Sul tema Paolo VI e l’Europa un capitolo a sé riguarda la cosiddetta Ost-politik della Santa Sede. I toni troppo scopertamente apologetici con cui se ne parla oggi, dopo i meravigliosi avvenimenti del 1989, dovrebbero cedere il posto a una valutazione più pacata e problematica. Sappiamo bene che per trattare tale argomento occorrerebbero documenti e informazioni di prima mano, di cui in questo momento gli studiosi non possono disporre; è comunque innegabile che una così difficile, delicata operazione era per sua natura un’operazione a doppio binario, tendente cioè a stabilire un modus vivendi tra gli Stati comunisti e la Chiesa cattolica, tale da garantire il diritto dei credenti a sopravvivere all’interno di un mondo totalitario e ateizzato che sembrava aver già avuto partita vinta, mentre permaneva da parte della Chiesa il rifiuto della ideologia marxista-leninista. L’Ost-poIitik era dolorosamente necessaria e non poteva che affidarsi alle vie della diplomazia. Rimane comunque da chiedersi quali sono stati prima del 1978 i reali rapporti tra la Chiesa di Roma e le singole Chiese nazionali nell’Europa dell’Est in seguito alla Ost-politik. La Chiesa di Roma poté continuare à sor¬reggere la resistenza dei credenti ai regimi comunisti, o per trovare una ragionevole intesa con essi dovette far leva proprio su quella parte della gerarchia e della cultura cattolica che era più incline al compromesso con il potere e che è stata posta chiaramente fuorigioco solo dalla svolta del 1989? Né si deve tacere un’altra domanda: i perseguitati a causa della fede come giudicarono e vissero la Ost-politik? E su quest’ultimo punto, in, verità, le testimonianze dell’editoria clandestina, del Samizdat religioso, sono assai numerose. E ancora: se questi interrogativi lacerano il nostro cuore ancora oggi, a vittoria ottenuta, quale crocifiggente tormento hanno costituito per un’anima grande come quella di Paolo VI?
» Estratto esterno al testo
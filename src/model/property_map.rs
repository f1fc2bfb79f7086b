//! PropertyMap — the key-value attributes on nodes and edges.

use std::collections::HashMap;
use super::Value;

/// A map of attribute names to values.
pub type PropertyMap = HashMap<String, Value>;
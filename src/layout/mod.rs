//! Initial node positions.
//!
//! Uniform random `(x, y)` per node inside `[-extent, extent)`. These only
//! seed the renderer's own force simulation; no layout is computed here.

use rand::Rng;

/// Half-width of the default seeding square.
pub const DEFAULT_EXTENT: f32 = 1.0;

/// `2 * num_nodes` values, `[x0, y0, x1, y1, ...]`, drawn in that order.
pub fn seed_positions<R: Rng + ?Sized>(num_nodes: usize, extent: f32, rng: &mut R) -> Vec<f32> {
    if num_nodes == 0 {
        return Vec::new();
    }
    (0..num_nodes * 2).map(|_| rng.gen_range(-extent..extent)).collect()
}
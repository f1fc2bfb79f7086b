//! Rescaling of extracted attributes for color encoding.
//!
//! Missing values stay missing through every transform.

use serde::{Deserialize, Serialize};

/// Observed range of a column's non-missing values.
#[derive(Debug, Clone, Copy, PartialEq, Serialize, Deserialize)]
pub struct Bounds {
    pub min: f64,
    pub max: f64,
}

impl Bounds {
    /// Range of the non-missing values; None if every value is missing.
    pub fn of(values: &[Option<f64>]) -> Option<Self> {
        values.iter().flatten().fold(None, |acc, &v| {
            Some(match acc {
                None => Bounds { min: v, max: v },
                Some(b) => Bounds { min: b.min.min(v), max: b.max.max(v) },
            })
        })
    }

    pub fn is_degenerate(&self) -> bool {
        self.min == self.max
    }

    /// Linear map of `[min, max]` onto `[0, 1]`. A degenerate range maps
    /// everything to 1.0.
    pub fn scale(&self, v: f64) -> f64 {
        if self.is_degenerate() {
            return 1.0;
        }
        let span = self.max - self.min;
        if span.is_finite() {
            (v - self.min) / span
        } else {
            // span exceeds f64::MAX; halves cannot overflow
            (v / 2.0 - self.min / 2.0) / (self.max / 2.0 - self.min / 2.0)
        }
    }
}

/// Min-max rescale using the column's own bounds.
pub fn min_max(values: &[Option<f64>]) -> (Vec<Option<f64>>, Option<Bounds>) {
    let Some(bounds) = Bounds::of(values) else {
        return (vec![None; values.len()], None);
    };
    let scaled = values.iter().map(|v| v.map(|v| bounds.scale(v))).collect();
    (scaled, Some(bounds))
}

/// Fixed map of the nominal `[-1, 1]` domain onto `[0, 1]`. No clamping.
pub fn signed_unit(values: &[Option<f64>]) -> Vec<Option<f64>> {
    values.iter().map(|v| v.map(|b| (b + 1.0) / 2.0)).collect()
}

/// Raw pseudotime with its normalized counterpart and bounds.
#[derive(Debug, Clone, PartialEq)]
pub struct NormalizedPseudotime {
    pub raw: Vec<Option<f64>>,
    pub norm: Vec<Option<f64>>,
    pub bounds: Bounds,
}

/// Raw condition bias with its normalized counterpart.
#[derive(Debug, Clone, PartialEq)]
pub struct NormalizedConditionBias {
    pub raw: Vec<Option<f64>>,
    pub norm: Vec<Option<f64>>,
}

pub fn normalize_pseudotime(raw: &[Option<f64>]) -> Option<NormalizedPseudotime> {
    let (norm, bounds) = min_max(raw);
    bounds.map(|bounds| NormalizedPseudotime { raw: raw.to_vec(), norm, bounds })
}

pub fn normalize_condition_bias(raw: &[Option<f64>]) -> NormalizedConditionBias {
    NormalizedConditionBias { raw: raw.to_vec(), norm: signed_unit(raw) }
}

#[cfg(test)]
mod tests {
    use super::*;

    #[test]
    fn test_min_max() {
        let (norm, bounds) = min_max(&[Some(2.0), None, Some(4.0), Some(3.0)]);
        assert_eq!(norm, vec![Some(0.0), None, Some(1.0), Some(0.5)]);
        assert_eq!(bounds, Some(Bounds { min: 2.0, max: 4.0 }));
    }

    #[test]
    fn test_min_max_degenerate_maps_to_one() {
        let (norm, bounds) = min_max(&[None, None, Some(5.0), None]);
        assert_eq!(norm, vec![None, None, Some(1.0), None]);
        assert_eq!(bounds, Some(Bounds { min: 5.0, max: 5.0 }));

        let (norm, _) = min_max(&[Some(-2.0), Some(-2.0)]);
        assert_eq!(norm, vec![Some(1.0), Some(1.0)]);
    }

    #[test]
    fn test_min_max_span_beyond_f64_max() {
        let (norm, _) = min_max(&[Some(-1e308), Some(1e308), Some(0.0)]);
        assert_eq!(norm, vec![Some(0.0), Some(1.0), Some(0.5)]);

        let (norm, _) = min_max(&[Some(f64::MAX), Some(-f64::MAX)]);
        assert_eq!(norm, vec![Some(1.0), Some(0.0)]);
    }

    #[test]
    fn test_min_max_all_missing() {
        let (norm, bounds) = min_max(&[None, None]);
        assert_eq!(norm, vec![None, None]);
        assert!(bounds.is_none());
        assert!(normalize_pseudotime(&[None]).is_none());
    }

    #[test]
    fn test_signed_unit_does_not_clamp() {
        let norm = signed_unit(&[Some(-1.0), Some(0.0), Some(1.0), Some(2.0), None, Some(-3.0)]);
        assert_eq!(norm, vec![Some(0.0), Some(0.5), Some(1.0), Some(1.5), None, Some(-1.0)]);
    }

    #[test]
    fn test_raw_retained() {
        let raw = [Some(0.25), None];
        let cb = normalize_condition_bias(&raw);
        assert_eq!(cb.raw, raw.to_vec());
        assert_eq!(cb.norm, vec![Some(0.625), None]);
    }
}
Papa Montini, padre universale e insieme – com’è giusto – bresciano, lombardo, italiano, europeo. In lui, nell’unità della sua persona e del suo magistero, tutto si concilia senza separazioni innaturali e senza false antitesi. Sono quasi settanta gli interventi di Paolo VI sulla questione europea, com’è documentato dall’indice ragionato dei volumi Insegnamenti di Paolo VI. L’importanza dei discorsi pronunciati tra il ’63 e il ’72 mi pare risulti con evidenza: e tuttavia è l’ultimo Montini, il Montini della fase mistica e profetica degli anni ’73-’78, il Montini che affianca a sé una scelta équipe di collaboratori (Benelli, Casaroli, Etchegaray, Villot) a conferire una nuova e più alta essenzialità ad ogni suo intervento, anche a quelli sull’Europa. Il Papa vecchio, malato, tormentato dall’artrosi, raggiunge il punto più alto del suo pontificato.
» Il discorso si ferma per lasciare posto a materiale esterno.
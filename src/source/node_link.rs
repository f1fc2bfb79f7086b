//! Node-link JSON reader.
//!
//! ```json
//! {
//!   "directed": true,
//!   "multigraph": false,
//!   "nodes": [{"id": "A", "pseudotime": 0.1}, {"id": "B"}],
//!   "links": [{"source": "A", "target": "B", "edge_type": "trajectory"}]
//! }
//! ```
//!
//! `"edges"` is accepted in place of `"links"`. Every member other than the
//! identity fields becomes an attribute.

use serde::Deserialize;
use serde_json::{Map, Value as JsonValue};

use crate::model::*;
use crate::{Error, Result};
use super::MemoryGraph;

#[derive(Debug, Deserialize)]
struct NodeLinkDocument {
    #[serde(default)]
    directed: bool,
    #[serde(default)]
    multigraph: bool,
    nodes: Vec<Map<String, JsonValue>>,
    #[serde(default, alias = "edges")]
    links: Vec<Map<String, JsonValue>>,
}

/// Parse a node-link document into a `MemoryGraph`.
pub fn parse_node_link(text: &str) -> Result<MemoryGraph> {
    let doc: NodeLinkDocument = serde_json::from_str(text)?;
    let mut graph = MemoryGraph::new(doc.directed);

    for (pos, mut fields) in doc.nodes.into_iter().enumerate() {
        let id = fields
            .remove("id")
            .ok_or_else(|| Error::InvalidGraph(format!("node #{pos} has no \"id\"")))?;
        let mut node = Node::new(json_key(id, "node id")?);
        node.properties = fields.into_iter().map(|(k, v)| (k, v.into())).collect();
        graph.add_node(node);
    }

    for (pos, mut fields) in doc.links.into_iter().enumerate() {
        let src = fields
            .remove("source")
            .ok_or_else(|| Error::InvalidGraph(format!("link #{pos} has no \"source\"")))?;
        let dst = fields
            .remove("target")
            .ok_or_else(|| Error::InvalidGraph(format!("link #{pos} has no \"target\"")))?;
        if doc.multigraph {
            fields.remove("key");
        }
        let mut edge = Edge::new(json_key(src, "link source")?, json_key(dst, "link target")?);
        edge.properties = fields.into_iter().map(|(k, v)| (k, v.into())).collect();
        graph.add_edge(edge);
    }

    Ok(graph)
}

/// Scalars become node identities; integers stay integers.
fn json_key(value: JsonValue, what: &str) -> Result<NodeKey> {
    match value {
        JsonValue::String(s) => Ok(NodeKey::Str(s)),
        JsonValue::Number(n) => Ok(match n.as_i64() {
            Some(i) => NodeKey::Int(i),
            None => NodeKey::Str(n.to_string()),
        }),
        JsonValue::Bool(b) => Ok(NodeKey::Str(b.to_string())),
        other => Err(Error::InvalidGraph(format!("{what} must be a scalar, got {other}"))),
    }
}
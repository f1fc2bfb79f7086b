//! Per-node attribute extraction.
//!
//! Walks nodes in index order and coerces each recognized attribute to its
//! target type. Nothing here fails: a value that is missing, null or does
//! not coerce becomes the attribute's default.

use crate::index::NodeIndex;
use crate::model::{PropertyMap, Value};
use crate::source::GraphSource;

pub const PSEUDOTIME_KEY: &str = "pseudotime";
pub const ATTRACTOR_SIZE_KEY: &str = "attractor_size";
pub const CONDITION_BIAS_KEY: &str = "condition_bias";
pub const DISEASE_REGION_KEY: &str = "disease_region";

/// An optional per-node attribute together with its graph-wide presence
/// flag.
///
/// The flag is the OR of "this node had a usable value" over every pushed
/// node. It decides whether the column is emitted at all; the values are
/// never inspected to recover it.
#[derive(Debug, Clone, PartialEq)]
pub struct AttributeColumn<T> {
    present: bool,
    values: Vec<Option<T>>,
}

impl<T> Default for AttributeColumn<T> {
    fn default() -> Self {
        Self { present: false, values: Vec::new() }
    }
}

impl<T> AttributeColumn<T> {
    pub fn with_capacity(n: usize) -> Self {
        Self { present: false, values: Vec::with_capacity(n) }
    }

    pub fn push(&mut self, value: Option<T>) {
        self.present |= value.is_some();
        self.values.push(value);
    }

    /// Whether any node supplied a usable value.
    pub fn is_present(&self) -> bool {
        self.present
    }

    pub fn values(&self) -> &[Option<T>] {
        &self.values
    }

    pub fn len(&self) -> usize {
        self.values.len()
    }

    pub fn is_empty(&self) -> bool {
        self.values.is_empty()
    }

    /// The values if the column is present, None otherwise.
    pub fn emitted(&self) -> Option<&[Option<T>]> {
        self.present.then_some(self.values.as_slice())
    }
}

impl<T> FromIterator<Option<T>> for AttributeColumn<T> {
    fn from_iter<I: IntoIterator<Item = Option<T>>>(iter: I) -> Self {
        let mut column = Self::default();
        for v in iter {
            column.push(v);
        }
        column
    }
}

/// All recognized attributes, aligned with the node index.
#[derive(Debug, Clone, Default, PartialEq)]
pub struct NodeAttributes {
    pub pseudotime: AttributeColumn<f64>,
    /// Always emitted; 0 where absent or unusable.
    pub attractor_sizes: Vec<u64>,
    pub has_attractor_sizes: bool,
    pub condition_bias: AttributeColumn<f64>,
    pub disease_region: AttributeColumn<String>,
}

/// Extract every recognized attribute for every indexed node.
pub fn extract_attributes<G: GraphSource>(graph: &G, index: &NodeIndex) -> NodeAttributes {
    let n = index.len();
    let empty = PropertyMap::new();
    let mut out = NodeAttributes {
        pseudotime: AttributeColumn::with_capacity(n),
        attractor_sizes: Vec::with_capacity(n),
        has_attractor_sizes: false,
        condition_bias: AttributeColumn::with_capacity(n),
        disease_region: AttributeColumn::with_capacity(n),
    };

    for key in index.keys() {
        let attrs = graph.node_attributes(key).unwrap_or(&empty);

        out.pseudotime.push(attrs.get(PSEUDOTIME_KEY).and_then(coerce_real));

        let size = attrs.get(ATTRACTOR_SIZE_KEY).and_then(coerce_count);
        out.has_attractor_sizes |= size.is_some();
        out.attractor_sizes.push(size.unwrap_or(0));

        out.condition_bias.push(attrs.get(CONDITION_BIAS_KEY).and_then(coerce_real));
        out.disease_region.push(attrs.get(DISEASE_REGION_KEY).and_then(coerce_text));
    }

    tracing::debug!(
        pseudotime = out.pseudotime.is_present(),
        attractor_sizes = out.has_attractor_sizes,
        condition_bias = out.condition_bias.is_present(),
        disease_region = out.disease_region.is_present(),
        "extracted node attributes"
    );
    out
}

/// Finite real from a number or a numeric string.
pub fn coerce_real(value: &Value) -> Option<f64> {
    let v = match value {
        Value::String(s) => s.trim().parse::<f64>().ok()?,
        other => other.as_float()?,
    };
    v.is_finite().then_some(v)
}

/// Non-negative integer from an integer, an integral float or an integer
/// string.
pub fn coerce_count(value: &Value) -> Option<u64> {
    let v = match value {
        Value::String(s) => s.trim().parse::<i64>().ok()?,
        other => other.as_int()?,
    };
    u64::try_from(v).ok()
}

/// Text from a string or a scalar; containers and null are unusable.
pub fn coerce_text(value: &Value) -> Option<String> {
    match value {
        Value::String(s) => Some(s.clone()),
        Value::Int(_) | Value::Float(_) | Value::Bool(_) => Some(value.to_string()),
        _ => None,
    }
}
//! # graphbin — Attributed Graph → GPU Renderer Binaries
//!
//! Turns an attributed graph into the flat `Float32Array` blobs a
//! GPU force-directed renderer loads directly, plus a JSON sidecar that
//! describes them.
//!
//! ## Design Principles
//!
//! 1. **Trait-first**: `GraphSource` is the contract between loaders and the pipeline
//! 2. **One index**: array position *i* means the same node in every output
//! 3. **Encode, then write**: a failing stage leaves the output directory untouched
//! 4. **Explicit randomness**: one seeded RNG, passed in, never global
//!
//! ## Quick Start
//!
//! ```rust,no_run
//! use std::path::Path;
//! use graphbin::{convert_file, ConvertConfig};
//!
//! # fn example() -> graphbin::Result<()> {
//! let config = ConvertConfig::default()
//!     .with_output_dir("public/data")
//!     .with_sample(Some(100_000));
//! let report = convert_file(Path::new("network.graphml"), &config)?;
//!
//! for warning in &report.warnings {
//!     eprintln!("warning: {warning}");
//! }
//! # Ok(())
//! # }
//! ```
//!
//! ## Input Formats
//!
//! | Extension | Loader | Description |
//! |-----------|--------|-------------|
//! | `.graphml` | `source::graphml` | GraphML markup |
//! | `.json` | `source::node_link` | Node-link JSON document |

// ============================================================================
// Modules
// ============================================================================

pub mod model;
pub mod source;
pub mod index;
pub mod encode;
pub mod attributes;
pub mod layout;
pub mod export;
pub mod config;
pub mod pipeline;

// ============================================================================
// Re-exports: Model (the DTOs)
// ============================================================================

pub use model::{Node, NodeKey, Edge, Value, PropertyMap};

// ============================================================================
// Re-exports: Sources
// ============================================================================

pub use source::{GraphSource, MemoryGraph, InputFormat};

// ============================================================================
// Re-exports: Pipeline
// ============================================================================

pub use config::{ConvertConfig, ArtifactPaths};
pub use export::Metadata;
pub use index::NodeIndex;
pub use pipeline::{
    convert_file, convert_graph, convert_with_rng, encode_graph,
    ConversionReport, EncodedGraph, Warning,
};

// ============================================================================
// Error Types
// ============================================================================

#[derive(Debug, thiserror::Error)]
pub enum Error {
    #[error("Unsupported input file '{0}': expected a .graphml or .json graph")]
    UnsupportedFormat(String),

    #[error("Edge references unknown node '{0}'")]
    UnknownNode(String),

    #[error("Invalid graph: {0}")]
    InvalidGraph(String),

    #[error("GraphML error: {0}")]
    GraphMl(String),

    #[error("Invalid configuration: {0}")]
    InvalidConfig(String),

    #[error("JSON error: {0}")]
    Json(#[from] serde_json::Error),

    #[error("IO error: {0}")]
    Io(#[from] std::io::Error),
}

impl Error {
    /// Errors caused by how the tool was invoked rather than by the input
    /// data.
    pub fn is_usage(&self) -> bool {
        matches!(self, Error::UnsupportedFormat(_) | Error::InvalidConfig(_))
    }
}

pub type Result<T> = std::result::Result<T, Error>;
I testi europei di grande respiro che egli ci ha dato tra il ’73 e il ’78 sono almeno quattro e tutti in lingua francese: il discorso del 5 maggio ’75 ai membri del Consiglio d’Europa; la lettera del 25 luglio ’75 a Mons. Casaroli per la Conferenza di Helsinki; il discorso dell’8 ottobre ’75 al simposio dei vescovi europei; ed infine il messaggio inviato al Consiglio d’Europa il 26 gennaio ‘77. Quest’ultimo documento costituisce il “testamento europeo” di Paolo VI. “La tradizione europea, è un fatto innegabile, è parte integrante dell’Europa – scrive Paolo VI – e pertanto non è per nulla fuori luogo dire che all’Europa tocca una responsabilità particolare per testimoniare nell’interesse di tutti valori essenziali come la libertà; la giustizia, la dignità personale, la solidarietà, l’amore universale”.
 

Giornale di Brescia, 4.11.1991.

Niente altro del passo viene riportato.